We ask the world to see us as one destination, then make visitors experience eight systems. A traveller can link the Maasai Mara, Serengeti, gorilla trekking in Uganda or Rwanda, Zanzibar and a Kigali conference. On paper, few circuits are stronger. In practice, it remains costly, slow and full of avoidable friction.

The East African Community (EAC) recorded about 8.5 million international arrivals in 2024, against 7.7 million in 2019, roughly 110 percent of the pre-pandemic level. Receipts reached $7.7 billion in 2023. Recovery matters, but competitiveness means visitors move easily, spend more, stay longer, and return. We are not there.

The barrier is not our parks, beaches, cities or culture. It is movement. A short flight between East African capitals can cost more than one to the Gulf or Europe. Routes are thin, frequencies limited, charges heavy. Bilateral air service agreements defend old habits. The Single African Air Transport Market exists, but too much remains on paper.

We cannot sell East Africa as one destination while treating air connectivity as a national afterthought. Visitors do not care which ministry owns the delay. Tour operators cannot sell circuits priced like a luxury penalty.

East African families will not travel if airfare consumes the holiday. We are leaving money on the runway. Air transport is tourism policy, trade policy, jobs policy, and a driver of regional integration, delivered with a boarding pass.

Regulation is the other quiet barrier. The EAC Common Market promises free movement of services, labour and persons, but tourism still feels the gap between treaty language and border practice. A tour operator licensed in one partner state should not start again at every border.

The East African Tourist Visa proves joint action can work, but it is too narrow. Kenya, Rwanda and Uganda have shown the model. Expand it to all EAC partner states, digitise it properly, and link it to regional packages. A visitor should be able to plan one trip, pay once, move legally, and cross borders, as our treaty promises to ease.
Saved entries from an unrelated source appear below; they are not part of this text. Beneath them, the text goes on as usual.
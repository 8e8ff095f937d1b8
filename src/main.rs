//! FrameLink - Type-length-value messaging over TCP
//!
//! A registration client and server exchanging framed messages.

mod config;
mod network;
mod protocol;
mod registry;

use std::path::PathBuf;

use clap::{Parser, Subcommand};
use tracing_subscriber::{fmt, prelude::*, EnvFilter};

use config::Config;
use network::{Client, RegistrationOutcome, Server};

/// FrameLink - framed request/response messaging over TCP
#[derive(Parser)]
#[command(name = "framelink")]
#[command(author = "FrameLink Contributors")]
#[command(version = "0.1.0")]
#[command(about = "Register names with a server over a type-length-value protocol", long_about = None)]
struct Cli {
    /// Path to configuration file
    #[arg(short, long, global = true)]
    config: Option<PathBuf>,

    /// Enable verbose output
    #[arg(short, long, global = true)]
    verbose: bool,

    #[command(subcommand)]
    command: Commands,
}

#[derive(Subcommand)]
enum Commands {
    /// Run the registration server (start this first)
    Server {
        /// Port to listen on
        #[arg(short, long)]
        port: Option<u16>,

        /// Address to bind to
        #[arg(short, long)]
        bind: Option<String>,

        /// Exit after serving a single client
        #[arg(long)]
        once: bool,
    },

    /// Register a name with a running server
    Client {
        /// Name to register
        #[arg(short, long)]
        name: String,

        /// Server host
        #[arg(long)]
        host: Option<String>,

        /// Server port
        #[arg(short, long)]
        port: Option<u16>,
    },

    /// Show current configuration
    Config {
        /// Generate sample configuration
        #[arg(long)]
        generate: bool,

        /// Output path for generated config
        #[arg(short, long)]
        output: Option<PathBuf>,
    },
}

#[tokio::main]
async fn main() -> anyhow::Result<()> {
    let cli = Cli::parse();

    // Load configuration
    let config = if let Some(config_path) = &cli.config {
        Config::load(config_path)?
    } else {
        Config::load_default().unwrap_or_default()
    };

    // Initialize logging
    let filter = if cli.verbose || config.general.verbose {
        EnvFilter::new("debug")
    } else {
        EnvFilter::new("info")
    };

    tracing_subscriber::registry()
        .with(fmt::layer())
        .with(filter)
        .init();

    match cli.command {
        Commands::Server { port, bind, once } => {
            run_server(config, port, bind, once).await?;
        }
        Commands::Client { name, host, port } => {
            run_client(config, name, host, port).await?;
        }
        Commands::Config { generate, output } => {
            if generate {
                if let Some(path) = output {
                    config::sample_config().save(&path)?;
                    println!("Configuration written to: {}", path.display());
                } else {
                    println!("{}", config::generate_sample_config()?);
                }
            } else {
                println!("{}", toml::to_string_pretty(&config)?);
            }
        }
    }

    Ok(())
}

/// Run the registration server
async fn run_server(
    config: Config,
    port: Option<u16>,
    bind: Option<String>,
    once: bool,
) -> anyhow::Result<()> {
    let mut net_config = config.network_config(port);
    if let Some(bind) = bind {
        net_config = net_config.with_bind_address(bind);
    }

    let mut server = Server::bind(net_config).await?;
    let local_addr = server.local_addr()?;

    println!("now listening on {}", local_addr);

    if once {
        let summary = server.serve_one().await?;
        println!(
            "served one client: {} registered, {} rejected ({})",
            summary.registered.len(),
            summary.rejected,
            summary.close_reason
        );
    } else {
        println!("Press Ctrl+C to stop.");
        server
            .run(async {
                let _ = tokio::signal::ctrl_c().await;
            })
            .await?;
    }

    if server.registry().is_empty() {
        tracing::info!("Server stopped with no registered names");
    } else {
        tracing::info!(
            "Server stopped with {} registered name(s)",
            server.registry().len()
        );
    }

    Ok(())
}

/// Run the client for a single registration
async fn run_client(
    config: Config,
    name: String,
    host: Option<String>,
    port: Option<u16>,
) -> anyhow::Result<()> {
    let net_config = config.network_config(port);
    let host = host.unwrap_or_else(|| config.network.host.clone());
    let port = net_config.port;

    let mut client = Client::new(net_config);

    println!("connecting to {}:{}", host, port);
    client.connect_hostname(&host, port).await?;
    if let Some(addr) = client.server_addr() {
        println!("connected to {}; sending registration", addr);
    }

    let outcome = client.register(&name).await;
    if client.is_connected() {
        client.close().await?;
    }
    let outcome = outcome?;

    match outcome {
        RegistrationOutcome::Accepted => {
            println!("registered '{}'", name);
            Ok(())
        }
        RegistrationOutcome::Rejected(reason) => {
            anyhow::bail!("registration rejected: {}", reason)
        }
    }
}
//! Protocol message definitions
//!
//! A [`Message`] is the raw framed unit. [`Request`] and [`Response`] are the
//! typed messages of the registration exchange built on top of it.

use bytes::Bytes;
use thiserror::Error;

use super::message_types::{NEW_REGISTRATION, REGISTRATION_ERROR, REGISTRATION_OK};

/// Errors raised while interpreting a decoded message
#[derive(Error, Debug, Clone, PartialEq, Eq)]
pub enum MessageError {
    #[error("Unknown message type: {0}")]
    UnknownMessageType(u8),

    #[error("Payload of message type {0} is not valid UTF-8")]
    InvalidUtf8(u8),

    #[error("Message type {msg_type} must have an empty payload, got {len} bytes")]
    UnexpectedPayload { msg_type: u8, len: usize },
}

/// A discrete unit of application data sent over a connection
#[derive(Debug, Clone, PartialEq, Eq)]
pub struct Message {
    /// Semantic kind of the message
    pub msg_type: u8,
    /// Raw payload bytes, possibly empty
    pub payload: Bytes,
}

impl Message {
    pub fn new(msg_type: u8, payload: impl Into<Bytes>) -> Self {
        Self {
            msg_type,
            payload: payload.into(),
        }
    }

    /// A message carrying no payload
    pub fn empty(msg_type: u8) -> Self {
        Self::new(msg_type, Bytes::new())
    }

    /// Interpret the payload as UTF-8 text
    pub fn text(&self) -> Result<&str, MessageError> {
        std::str::from_utf8(&self.payload).map_err(|_| MessageError::InvalidUtf8(self.msg_type))
    }
}

/// Messages sent by the client
#[derive(Debug, Clone, PartialEq, Eq)]
pub enum Request {
    /// Register a name with the server
    NewRegistration { name: String },
}

impl Request {
    /// Get the message type identifier
    pub fn type_id(&self) -> u8 {
        match self {
            Request::NewRegistration { .. } => NEW_REGISTRATION,
        }
    }

    pub fn to_message(&self) -> Message {
        match self {
            Request::NewRegistration { name } => {
                Message::new(self.type_id(), Bytes::copy_from_slice(name.as_bytes()))
            }
        }
    }
}

impl TryFrom<&Message> for Request {
    type Error = MessageError;

    fn try_from(message: &Message) -> Result<Self, Self::Error> {
        match message.msg_type {
            NEW_REGISTRATION => Ok(Request::NewRegistration {
                name: message.text()?.to_string(),
            }),
            other => Err(MessageError::UnknownMessageType(other)),
        }
    }
}

/// Messages sent by the server, always in reply to a [`Request`]
#[derive(Debug, Clone, PartialEq, Eq)]
pub enum Response {
    /// Registration accepted
    RegistrationOk,
    /// Registration rejected
    RegistrationError { message: String },
}

impl Response {
    /// Get the message type identifier
    pub fn type_id(&self) -> u8 {
        match self {
            Response::RegistrationOk => REGISTRATION_OK,
            Response::RegistrationError { .. } => REGISTRATION_ERROR,
        }
    }

    pub fn to_message(&self) -> Message {
        match self {
            Response::RegistrationOk => Message::empty(self.type_id()),
            Response::RegistrationError { message } => {
                Message::new(self.type_id(), Bytes::copy_from_slice(message.as_bytes()))
            }
        }
    }
}

impl TryFrom<&Message> for Response {
    type Error = MessageError;

    fn try_from(message: &Message) -> Result<Self, Self::Error> {
        match message.msg_type {
            REGISTRATION_OK if message.payload.is_empty() => Ok(Response::RegistrationOk),
            REGISTRATION_OK => Err(MessageError::UnexpectedPayload {
                msg_type: REGISTRATION_OK,
                len: message.payload.len(),
            }),
            REGISTRATION_ERROR => Ok(Response::RegistrationError {
                message: message.text()?.to_string(),
            }),
            other => Err(MessageError::UnknownMessageType(other)),
        }
    }
}
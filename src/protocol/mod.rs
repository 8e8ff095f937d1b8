//! Protocol module - Defines the wire protocol for FrameLink communication
//!
//! Every message is framed as type-length-value:
//! - 1 byte message type
//! - length field (1, 2 or 4 bytes big-endian, fixed per deployment)
//! - Variable length payload

mod codec;
mod message;

pub use codec::*;
pub use message::*;

/// Default port for FrameLink communication
pub const DEFAULT_PORT: u16 = 8080;

/// Default host the client connects to
pub const DEFAULT_HOST: &str = "localhost";

/// Message type identifiers used by the registration exchange
pub mod message_types {
    /// Client -> Server: register a name
    pub const NEW_REGISTRATION: u8 = 1;
    /// Server -> Client: registration accepted
    pub const REGISTRATION_OK: u8 = 2;
    /// Server -> Client: registration rejected, payload carries the reason
    pub const REGISTRATION_ERROR: u8 = 3;
}
//! HTTP middleware components

pub mod auth;
pub mod cors;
The reforms are not mysterious. Liberalise intra-EAC air routes. Cut excessive passenger taxes and airport charges. Harmonise tourism licensing and professional standards. Expand the Tourist Visa. Build joint digital platforms for itineraries, payments, data and visitor support. Fund a serious regional brand, not a one-off conference. Bring the private sector into implementation, not just consultation.

East Africa cannot continue to market itself as one destination while flying, regulating, and operating as eight separate systems. The future will not arrive by branding.